Dataset entries –
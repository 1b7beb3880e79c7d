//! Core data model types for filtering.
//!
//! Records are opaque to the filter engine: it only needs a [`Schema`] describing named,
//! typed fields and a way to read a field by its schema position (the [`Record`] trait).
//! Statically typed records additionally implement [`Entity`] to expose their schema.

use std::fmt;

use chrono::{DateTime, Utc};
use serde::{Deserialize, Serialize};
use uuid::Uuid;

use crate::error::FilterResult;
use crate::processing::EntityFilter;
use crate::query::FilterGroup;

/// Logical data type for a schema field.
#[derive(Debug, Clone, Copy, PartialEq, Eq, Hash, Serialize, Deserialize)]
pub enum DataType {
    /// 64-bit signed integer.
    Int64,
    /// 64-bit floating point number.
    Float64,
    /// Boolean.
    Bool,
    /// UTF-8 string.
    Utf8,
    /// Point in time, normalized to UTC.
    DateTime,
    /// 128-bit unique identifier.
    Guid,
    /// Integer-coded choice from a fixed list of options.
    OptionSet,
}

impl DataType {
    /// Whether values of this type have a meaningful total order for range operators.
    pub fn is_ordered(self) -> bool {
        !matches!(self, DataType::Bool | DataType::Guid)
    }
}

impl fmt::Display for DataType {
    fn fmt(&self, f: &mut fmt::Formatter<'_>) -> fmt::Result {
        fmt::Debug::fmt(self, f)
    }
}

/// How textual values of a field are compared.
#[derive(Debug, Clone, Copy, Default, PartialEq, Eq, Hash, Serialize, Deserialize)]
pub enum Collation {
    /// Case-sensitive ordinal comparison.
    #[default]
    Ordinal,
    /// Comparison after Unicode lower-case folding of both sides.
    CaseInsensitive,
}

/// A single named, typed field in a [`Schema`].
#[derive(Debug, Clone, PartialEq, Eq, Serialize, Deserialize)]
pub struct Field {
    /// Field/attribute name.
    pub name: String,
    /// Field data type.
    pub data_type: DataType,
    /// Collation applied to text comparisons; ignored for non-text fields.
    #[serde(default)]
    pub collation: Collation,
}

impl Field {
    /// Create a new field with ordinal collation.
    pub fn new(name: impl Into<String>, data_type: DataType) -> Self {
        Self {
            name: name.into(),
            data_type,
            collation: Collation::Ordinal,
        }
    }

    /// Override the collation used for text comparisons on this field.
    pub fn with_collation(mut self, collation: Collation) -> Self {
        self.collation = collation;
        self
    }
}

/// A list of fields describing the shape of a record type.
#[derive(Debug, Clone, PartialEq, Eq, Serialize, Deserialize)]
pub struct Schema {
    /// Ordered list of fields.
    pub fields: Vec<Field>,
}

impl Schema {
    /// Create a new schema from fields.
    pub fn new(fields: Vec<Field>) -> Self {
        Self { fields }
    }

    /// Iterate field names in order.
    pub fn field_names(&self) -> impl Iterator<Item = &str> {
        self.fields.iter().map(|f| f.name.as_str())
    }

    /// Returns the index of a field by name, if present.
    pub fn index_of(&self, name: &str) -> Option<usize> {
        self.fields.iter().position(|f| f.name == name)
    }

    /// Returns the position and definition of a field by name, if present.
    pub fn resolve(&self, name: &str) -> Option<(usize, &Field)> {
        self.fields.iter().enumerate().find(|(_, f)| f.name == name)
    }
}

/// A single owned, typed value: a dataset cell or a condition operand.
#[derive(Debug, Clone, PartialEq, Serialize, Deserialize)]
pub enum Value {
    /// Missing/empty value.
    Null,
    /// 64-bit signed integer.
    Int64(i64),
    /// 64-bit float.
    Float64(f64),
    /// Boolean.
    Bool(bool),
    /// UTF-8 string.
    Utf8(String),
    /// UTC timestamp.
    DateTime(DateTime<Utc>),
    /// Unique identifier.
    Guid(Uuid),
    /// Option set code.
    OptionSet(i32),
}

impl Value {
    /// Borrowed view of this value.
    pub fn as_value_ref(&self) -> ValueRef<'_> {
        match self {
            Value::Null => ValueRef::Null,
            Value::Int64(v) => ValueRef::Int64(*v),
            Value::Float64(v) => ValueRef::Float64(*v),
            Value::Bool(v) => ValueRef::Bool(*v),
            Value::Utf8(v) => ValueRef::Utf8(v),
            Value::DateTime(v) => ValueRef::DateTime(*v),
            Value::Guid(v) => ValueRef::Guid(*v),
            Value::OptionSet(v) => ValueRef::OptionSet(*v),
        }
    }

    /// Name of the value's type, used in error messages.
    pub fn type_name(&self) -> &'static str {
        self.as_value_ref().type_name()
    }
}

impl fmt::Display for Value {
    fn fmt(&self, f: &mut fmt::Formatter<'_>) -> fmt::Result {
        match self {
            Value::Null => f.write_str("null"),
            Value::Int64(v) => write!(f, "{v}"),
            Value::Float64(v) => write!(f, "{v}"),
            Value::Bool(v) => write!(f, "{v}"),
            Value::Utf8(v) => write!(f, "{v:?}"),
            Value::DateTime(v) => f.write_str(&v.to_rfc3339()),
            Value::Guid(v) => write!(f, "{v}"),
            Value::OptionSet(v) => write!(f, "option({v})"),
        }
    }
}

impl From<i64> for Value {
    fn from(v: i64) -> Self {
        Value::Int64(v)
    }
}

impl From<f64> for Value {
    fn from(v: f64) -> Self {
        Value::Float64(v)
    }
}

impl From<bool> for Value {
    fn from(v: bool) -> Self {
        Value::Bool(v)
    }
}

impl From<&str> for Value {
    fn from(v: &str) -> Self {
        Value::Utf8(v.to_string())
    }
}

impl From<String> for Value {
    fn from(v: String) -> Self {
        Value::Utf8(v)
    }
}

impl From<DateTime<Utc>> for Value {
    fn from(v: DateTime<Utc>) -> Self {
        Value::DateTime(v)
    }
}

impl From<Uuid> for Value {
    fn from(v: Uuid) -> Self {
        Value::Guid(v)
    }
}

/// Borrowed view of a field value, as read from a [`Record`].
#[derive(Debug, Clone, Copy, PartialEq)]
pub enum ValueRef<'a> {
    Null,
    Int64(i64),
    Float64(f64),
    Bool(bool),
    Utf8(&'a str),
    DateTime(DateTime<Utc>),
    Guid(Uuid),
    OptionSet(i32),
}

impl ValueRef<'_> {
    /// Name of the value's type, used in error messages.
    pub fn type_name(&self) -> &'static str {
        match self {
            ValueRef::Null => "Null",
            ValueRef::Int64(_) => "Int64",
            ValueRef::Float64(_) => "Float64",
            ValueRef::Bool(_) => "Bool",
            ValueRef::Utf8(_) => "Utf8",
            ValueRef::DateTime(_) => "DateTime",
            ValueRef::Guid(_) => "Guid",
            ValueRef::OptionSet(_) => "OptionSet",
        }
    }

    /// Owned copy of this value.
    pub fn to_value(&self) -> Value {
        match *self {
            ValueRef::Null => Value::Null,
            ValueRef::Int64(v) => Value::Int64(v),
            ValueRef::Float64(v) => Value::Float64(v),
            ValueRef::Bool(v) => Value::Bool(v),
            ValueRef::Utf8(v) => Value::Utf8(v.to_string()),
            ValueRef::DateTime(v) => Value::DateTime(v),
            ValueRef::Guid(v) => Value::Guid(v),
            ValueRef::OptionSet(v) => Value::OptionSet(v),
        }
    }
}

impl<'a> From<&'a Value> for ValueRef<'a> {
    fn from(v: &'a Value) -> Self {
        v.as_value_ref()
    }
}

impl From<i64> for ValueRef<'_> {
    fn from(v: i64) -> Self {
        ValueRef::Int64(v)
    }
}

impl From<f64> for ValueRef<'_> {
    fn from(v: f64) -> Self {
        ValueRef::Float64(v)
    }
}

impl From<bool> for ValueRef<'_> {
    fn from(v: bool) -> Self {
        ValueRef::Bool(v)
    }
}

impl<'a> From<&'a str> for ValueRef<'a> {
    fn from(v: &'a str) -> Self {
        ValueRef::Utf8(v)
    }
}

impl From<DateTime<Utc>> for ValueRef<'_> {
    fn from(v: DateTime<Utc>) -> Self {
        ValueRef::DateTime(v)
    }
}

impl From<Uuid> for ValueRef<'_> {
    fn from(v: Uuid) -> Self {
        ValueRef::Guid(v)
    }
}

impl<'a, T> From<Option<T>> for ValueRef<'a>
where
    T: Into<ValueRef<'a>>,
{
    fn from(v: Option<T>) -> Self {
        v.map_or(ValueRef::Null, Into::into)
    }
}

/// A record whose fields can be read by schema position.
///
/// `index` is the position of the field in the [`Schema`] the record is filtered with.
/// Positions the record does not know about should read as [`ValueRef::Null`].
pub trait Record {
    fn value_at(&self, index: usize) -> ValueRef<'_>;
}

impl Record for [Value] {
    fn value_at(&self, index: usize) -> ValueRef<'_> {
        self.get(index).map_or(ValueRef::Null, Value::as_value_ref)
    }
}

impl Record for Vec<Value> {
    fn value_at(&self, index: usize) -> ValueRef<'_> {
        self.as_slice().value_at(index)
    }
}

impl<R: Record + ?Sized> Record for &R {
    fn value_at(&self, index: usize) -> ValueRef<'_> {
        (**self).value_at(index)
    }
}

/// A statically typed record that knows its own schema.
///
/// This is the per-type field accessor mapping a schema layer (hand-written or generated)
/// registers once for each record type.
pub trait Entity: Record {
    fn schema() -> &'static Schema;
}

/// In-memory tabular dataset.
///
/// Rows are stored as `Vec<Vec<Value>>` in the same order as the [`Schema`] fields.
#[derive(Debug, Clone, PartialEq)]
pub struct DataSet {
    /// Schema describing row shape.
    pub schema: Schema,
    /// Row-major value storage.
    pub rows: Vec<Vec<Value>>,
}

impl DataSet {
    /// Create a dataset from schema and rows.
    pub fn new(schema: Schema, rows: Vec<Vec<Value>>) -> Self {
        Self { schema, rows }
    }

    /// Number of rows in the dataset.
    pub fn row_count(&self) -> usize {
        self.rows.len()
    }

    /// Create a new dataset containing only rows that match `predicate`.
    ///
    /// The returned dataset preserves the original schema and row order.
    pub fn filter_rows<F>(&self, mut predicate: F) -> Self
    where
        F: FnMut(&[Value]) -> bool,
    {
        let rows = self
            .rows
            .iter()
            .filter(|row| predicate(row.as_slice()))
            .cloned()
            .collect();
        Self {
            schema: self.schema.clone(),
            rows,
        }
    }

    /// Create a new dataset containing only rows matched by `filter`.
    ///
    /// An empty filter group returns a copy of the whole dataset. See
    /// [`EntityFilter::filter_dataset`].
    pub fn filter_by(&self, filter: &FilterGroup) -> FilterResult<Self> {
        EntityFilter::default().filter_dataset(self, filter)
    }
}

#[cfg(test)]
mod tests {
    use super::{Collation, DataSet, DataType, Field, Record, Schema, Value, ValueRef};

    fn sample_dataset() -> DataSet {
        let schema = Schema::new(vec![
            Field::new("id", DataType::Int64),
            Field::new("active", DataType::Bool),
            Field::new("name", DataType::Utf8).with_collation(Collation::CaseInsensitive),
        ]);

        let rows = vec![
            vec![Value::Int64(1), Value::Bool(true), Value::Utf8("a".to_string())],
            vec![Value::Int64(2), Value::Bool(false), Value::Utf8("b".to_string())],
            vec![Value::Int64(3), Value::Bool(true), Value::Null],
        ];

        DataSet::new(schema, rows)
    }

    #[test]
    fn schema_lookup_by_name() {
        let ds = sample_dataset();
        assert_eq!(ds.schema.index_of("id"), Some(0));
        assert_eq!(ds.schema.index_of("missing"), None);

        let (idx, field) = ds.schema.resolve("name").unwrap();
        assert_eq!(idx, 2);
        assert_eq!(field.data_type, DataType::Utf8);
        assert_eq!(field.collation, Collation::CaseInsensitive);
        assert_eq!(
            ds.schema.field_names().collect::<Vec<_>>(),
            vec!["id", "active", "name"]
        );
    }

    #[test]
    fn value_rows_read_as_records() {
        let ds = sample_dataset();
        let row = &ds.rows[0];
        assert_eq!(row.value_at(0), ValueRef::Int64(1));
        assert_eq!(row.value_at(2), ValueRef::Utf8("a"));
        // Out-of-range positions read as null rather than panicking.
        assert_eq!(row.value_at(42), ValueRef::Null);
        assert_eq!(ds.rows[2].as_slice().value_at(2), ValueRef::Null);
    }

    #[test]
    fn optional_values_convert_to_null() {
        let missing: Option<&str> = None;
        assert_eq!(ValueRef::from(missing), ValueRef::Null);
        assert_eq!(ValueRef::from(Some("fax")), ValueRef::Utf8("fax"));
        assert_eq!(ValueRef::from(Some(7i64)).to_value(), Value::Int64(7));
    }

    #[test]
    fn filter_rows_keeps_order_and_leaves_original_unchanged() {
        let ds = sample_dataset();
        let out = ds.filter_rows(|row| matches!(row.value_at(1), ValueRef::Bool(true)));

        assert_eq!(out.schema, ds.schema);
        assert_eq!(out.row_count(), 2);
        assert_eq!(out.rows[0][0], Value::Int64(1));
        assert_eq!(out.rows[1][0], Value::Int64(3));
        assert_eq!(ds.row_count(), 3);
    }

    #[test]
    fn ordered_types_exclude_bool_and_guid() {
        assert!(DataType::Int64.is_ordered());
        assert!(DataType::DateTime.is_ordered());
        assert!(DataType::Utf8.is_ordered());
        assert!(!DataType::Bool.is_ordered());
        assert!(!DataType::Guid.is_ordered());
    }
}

Required action – Starting at the first line of the records, print each line exactly, stopping after the line that contains "field are compared.".

Result of this exercise –
repository 1b7beb3880e79c7d
//! Core data model types for filtering.
//!
//! Records are opaque to the filter engine: it only needs a [`Schema`] describing named,
//! typed fields and a way to read a field by its schema position (the [`Record`] trait).
//! Statically typed records additionally implement [`Entity`] to expose their schema.

use std::fmt;

use chrono::{DateTime, Utc};
use serde::{Deserialize, Serialize};
use uuid::Uuid;

use crate::error::FilterResult;
use crate::processing::EntityFilter;
use crate::query::FilterGroup;

/// Logical data type for a schema field.
#[derive(Debug, Clone, Copy, PartialEq, Eq, Hash, Serialize, Deserialize)]
pub enum DataType {
    /// 64-bit signed integer.
    Int64,
    /// 64-bit floating point number.
    Float64,
    /// Boolean.
    Bool,
    /// UTF-8 string.
    Utf8,
    /// Point in time, normalized to UTC.
    DateTime,
    /// 128-bit unique identifier.
    Guid,
    /// Integer-coded choice from a fixed list of options.
    OptionSet,
}

impl DataType {
    /// Whether values of this type have a meaningful total order for range operators.
    pub fn is_ordered(self) -> bool {
        !matches!(self, DataType::Bool | DataType::Guid)
    }
}

impl fmt::Display for DataType {
    fn fmt(&self, f: &mut fmt::Formatter<'_>) -> fmt::Result {
        fmt::Debug::fmt(self, f)
    }
}

/// How textual values of a field are compared.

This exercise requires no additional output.